I used to think that way, as well. But what if I told you that my new definition of celebration is the secret sauce to living a contented life? If you’re rubbing your hands together thinking about all of the festivities in your future, take a breath. A contented life celebration is unrelated to the images mentioned above.

Celebration Goldie style is recognizing the daily delights and baby steps that add up to everyday living. This type of celebration serves to slow down your sprint on the hamster wheel of life and recognize all that you actually attend to and accomplish daily.

Ironically, this type of celebration commands the opposite of what we’ve programed our own brains to think. We tell ourselves that we need to move faster, get more done, and become disappointed, embarrassed and self-deprecating for not having gone even further.

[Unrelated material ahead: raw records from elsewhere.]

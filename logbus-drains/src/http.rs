use crate::drain::DrainStats;
use logbus_core::BusError;
use logbus_syslog::Packet;
use std::sync::atomic::{AtomicBool, AtomicU64, Ordering};
use std::sync::{Arc, Mutex};
use std::time::Duration;
use tokio::sync::mpsc;
use tracing::{debug, info, warn};

const INGRESS_BUFFER: usize = 512;

/// Flush as soon as this many records are buffered; the 3 s registry tick
/// covers the idle case.
const FLUSH_TRIGGER: usize = 64;

/// Hard cap on the append buffer. A remote accepting records slower than
/// they arrive sheds the oldest records first so the live tail keeps
/// flowing.
const BUFFER_WATERMARK: usize = 4096;

const FRAME_MAX: usize = 4096;

/// HTTP(S) drain: buffers parsed records and periodically POSTs them as an
/// octet-counted `application/logplex-1` body.
pub struct HttpDrain {
    sender: mpsc::Sender<Packet>,
    inner: Arc<HttpInner>,
}

struct HttpInner {
    id: String,
    url: String,
    client: reqwest::Client,
    buffered: Mutex<Vec<Packet>>,
    /// Monotone per drain, advanced for every frame whether or not the POST
    /// succeeds, so the next batch is distinguishable downstream.
    frame: AtomicU64,
    sent: AtomicU64,
    conns: AtomicU64,
    errors: AtomicU64,
    /// f64 bits; observed buffer fullness at the last flush
    pressure: AtomicU64,
    draining: tokio::sync::Mutex<()>,
    closed: AtomicBool,
}

impl HttpDrain {
    pub fn new(id: &str, url: &str) -> Result<HttpDrain, BusError> {
        reqwest::Url::parse(url)
            .map_err(|e| BusError::DrainUnreachable(format!("{}: {}", url, e)))?;
        info!(url = %url, "Creating URL drain");

        let client = reqwest::Client::builder()
            .pool_max_idle_per_host(10)
            .pool_idle_timeout(Duration::from_secs(30))
            .build()
            .map_err(|e| BusError::Internal(e.to_string()))?;

        let (sender, receiver) = mpsc::channel(INGRESS_BUFFER);
        let inner = Arc::new(HttpInner {
            id: id.to_string(),
            url: url.to_string(),
            client,
            buffered: Mutex::new(Vec::new()),
            frame: AtomicU64::new(0),
            sent: AtomicU64::new(0),
            conns: AtomicU64::new(0),
            errors: AtomicU64::new(0),
            pressure: AtomicU64::new(0f64.to_bits()),
            draining: tokio::sync::Mutex::new(()),
            closed: AtomicBool::new(false),
        });
        tokio::spawn(Arc::clone(&inner).write_loop(receiver));
        Ok(HttpDrain { sender, inner })
    }

    pub fn id(&self) -> &str {
        &self.inner.id
    }

    pub fn url(&self) -> &str {
        &self.inner.url
    }

    pub async fn send(&self, packet: Packet) {
        if self.inner.closed.load(Ordering::Relaxed) {
            return;
        }
        let _ = self.sender.send(packet).await;
    }

    pub async fn flush(&self) {
        self.inner.flush().await;
    }

    /// Stop ingesting. In-flight flushes complete; later packets are
    /// dropped.
    pub fn close(&self) {
        self.inner.closed.store(true, Ordering::Relaxed);
    }

    pub fn take_stats(&self) -> DrainStats {
        DrainStats {
            url: self.inner.url.clone(),
            max_connections: -1,
            connections: self.inner.conns.swap(0, Ordering::Relaxed),
            pressure: f64::from_bits(self.inner.pressure.load(Ordering::Relaxed)),
            sent: self.inner.sent.swap(0, Ordering::Relaxed),
            errors: self.inner.errors.swap(0, Ordering::Relaxed),
        }
    }
}

impl HttpInner {
    async fn write_loop(self: Arc<Self>, mut receiver: mpsc::Receiver<Packet>) {
        while let Some(packet) = receiver.recv().await {
            if self.closed.load(Ordering::Relaxed) {
                return;
            }
            let trigger = {
                let mut buffered = self.buffered.lock().unwrap();
                if buffered.len() >= BUFFER_WATERMARK {
                    buffered.remove(0);
                    self.errors.fetch_add(1, Ordering::Relaxed);
                }
                buffered.push(packet);
                buffered.len() > FLUSH_TRIGGER
            };
            if trigger {
                let inner = Arc::clone(&self);
                tokio::spawn(async move { inner.flush().await });
            }
        }
    }

    async fn flush(&self) {
        if self.closed.load(Ordering::Relaxed) {
            return;
        }
        // A frame in flight reserves the buffer exclusively; parallel
        // flushes must not interleave.
        let Ok(_guard) = self.draining.try_lock() else {
            return;
        };

        let batch = {
            let mut buffered = self.buffered.lock().unwrap();
            self.pressure.store(
                (buffered.len() as f64 / 1024.0).to_bits(),
                Ordering::Relaxed,
            );
            std::mem::take(&mut *buffered)
        };
        if batch.is_empty() {
            return;
        }

        let mut body = String::new();
        for packet in &batch {
            let frame = packet.generate(FRAME_MAX);
            body.push_str(&format!("{} {}\n", frame.len() + 1, frame));
        }
        let count = batch.len();
        self.sent.fetch_add(count as u64, Ordering::Relaxed);
        self.conns.fetch_add(1, Ordering::Relaxed);
        let frame_id = self.frame.fetch_add(1, Ordering::Relaxed) + 1;

        let result = self
            .client
            .post(&self.url)
            .header("Logplex-Msg-Count", count.to_string())
            .header("Logplex-Frame-Id", frame_id.to_string())
            .header("Logplex-Drain-Token", &self.id)
            .header("User-Agent", "Logplex/v72")
            .header("Content-Type", "application/logplex-1")
            .body(body)
            .send()
            .await;

        match result {
            Ok(res) => {
                let status = res.status().as_u16();
                if !(200..=399).contains(&status) {
                    self.errors.fetch_add(1, Ordering::Relaxed);
                    debug!(url = %self.url, status, "Drain endpoint rejected frame");
                }
            }
            Err(e) => {
                self.errors.fetch_add(1, Ordering::Relaxed);
                warn!(url = %self.url, error = %e, "Drain POST failed");
            }
        }
    }
}

#[cfg(test)]
mod tests {
    use super::*;
    use axum::extract::State;
    use axum::http::HeaderMap;
    use axum::routing::post;
    use axum::Router;
    use chrono::Utc;
    use logbus_syslog::{Facility, Severity};

    fn packet(message: &str) -> Packet {
        Packet {
            severity: Severity::Info,
            facility: Facility::User,
            hostname: "app-space".into(),
            tag: "web.1".into(),
            time: Utc::now(),
            message: message.into(),
        }
    }

    async fn capture_server() -> (String, mpsc::Receiver<(HeaderMap, String)>) {
        let (tx, rx) = mpsc::channel(8);
        let app = Router::new().route(
            "/drain",
            post(
                |State(tx): State<mpsc::Sender<(HeaderMap, String)>>,
                 headers: HeaderMap,
                 body: String| async move {
                    let _ = tx.send((headers, body)).await;
                    "ok"
                },
            ),
        )
        .with_state(tx);
        let listener = tokio::net::TcpListener::bind("127.0.0.1:0").await.unwrap();
        let addr = listener.local_addr().unwrap();
        tokio::spawn(async move { axum::serve(listener, app).await.unwrap() });
        (format!("http://{}/drain", addr), rx)
    }

    #[test]
    fn test_invalid_url_rejected() {
        assert!(HttpDrain::new("id", "this is not a url").is_err());
    }

    #[tokio::test]
    async fn test_flush_posts_logplex_frame() {
        let (url, mut rx) = capture_server().await;
        let drain = HttpDrain::new("token-1", &url).unwrap();

        drain.send(packet("Oh hello.")).await;
        drain.send(packet("Oh hello2.")).await;
        tokio::time::sleep(Duration::from_millis(50)).await;
        drain.flush().await;

        let (headers, body) = rx.recv().await.unwrap();
        assert_eq!(headers.get("Logplex-Msg-Count").unwrap(), "2");
        assert_eq!(headers.get("Logplex-Frame-Id").unwrap(), "1");
        assert_eq!(headers.get("Logplex-Drain-Token").unwrap(), "token-1");
        assert_eq!(headers.get("User-Agent").unwrap(), "Logplex/v72");
        assert_eq!(headers.get("Content-Type").unwrap(), "application/logplex-1");

        // Each record: "<octets+1> <frame>\n"
        let mut lines = 0;
        for line in body.lines() {
            let (len, frame) = line.split_once(' ').unwrap();
            assert_eq!(len.parse::<usize>().unwrap(), frame.len() + 1);
            lines += 1;
        }
        assert_eq!(lines, 2);
        assert!(body.contains("Oh hello."));
        assert!(body.contains("Oh hello2."));
    }

    #[tokio::test]
    async fn test_frame_ids_are_monotone() {
        let (url, mut rx) = capture_server().await;
        let drain = HttpDrain::new("token-2", &url).unwrap();

        for round in 1..=3u64 {
            drain.send(packet("x")).await;
            tokio::time::sleep(Duration::from_millis(50)).await;
            drain.flush().await;
            let (headers, _) = rx.recv().await.unwrap();
            assert_eq!(
                headers.get("Logplex-Frame-Id").unwrap().to_str().unwrap(),
                round.to_string()
            );
        }
    }

    #[tokio::test]
    async fn test_flush_with_empty_buffer_posts_nothing() {
        let (url, mut rx) = capture_server().await;
        let drain = HttpDrain::new("token-3", &url).unwrap();
        drain.flush().await;
        tokio::time::sleep(Duration::from_millis(50)).await;
        assert!(rx.try_recv().is_err());
    }

    #[tokio::test]
    async fn test_closed_drain_drops_ingest() {
        let (url, mut rx) = capture_server().await;
        let drain = HttpDrain::new("token-4", &url).unwrap();
        drain.close();
        drain.send(packet("late")).await;
        drain.flush().await;
        tokio::time::sleep(Duration::from_millis(50)).await;
        assert!(rx.try_recv().is_err());
    }

    #[tokio::test]
    async fn test_unreachable_endpoint_counts_error_and_advances_frame() {
        let drain = HttpDrain::new("token-5", "http://127.0.0.1:1/drain").unwrap();
        drain.send(packet("x")).await;
        tokio::time::sleep(Duration::from_millis(50)).await;
        drain.flush().await;
        let stats = drain.take_stats();
        assert_eq!(stats.errors, 1);
        assert_eq!(stats.sent, 1);
        assert_eq!(drain.inner.frame.load(Ordering::Relaxed), 1);
    }
}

I invite you to consider celebration as a natural part of your daily duties, rather than for exclusively marking milestone events like birthdays, promotions, and national holidays. While this omits the overindulgence aspects of celebration, it produces greater presence, perpetuates confidence, and even promotes good health.

Consider this self-styled definition: Celebration is a mental acknowledgment of experiencing an activity, task, action, realization or response. This could be in the form of an internal “way to go” or a fist pump. It could be a somatic practice of tipping a proverbial hat or standing tall in homage to yourself.

The reasons for celebration can be as varied as focusing fully on a task, patiently showing a direct report how to do a task (again!), recognizing when you can’t affect the outcome of a situation, or remaining connected and curious despite someone “attacking” you with questions that might otherwise provoke defensiveness.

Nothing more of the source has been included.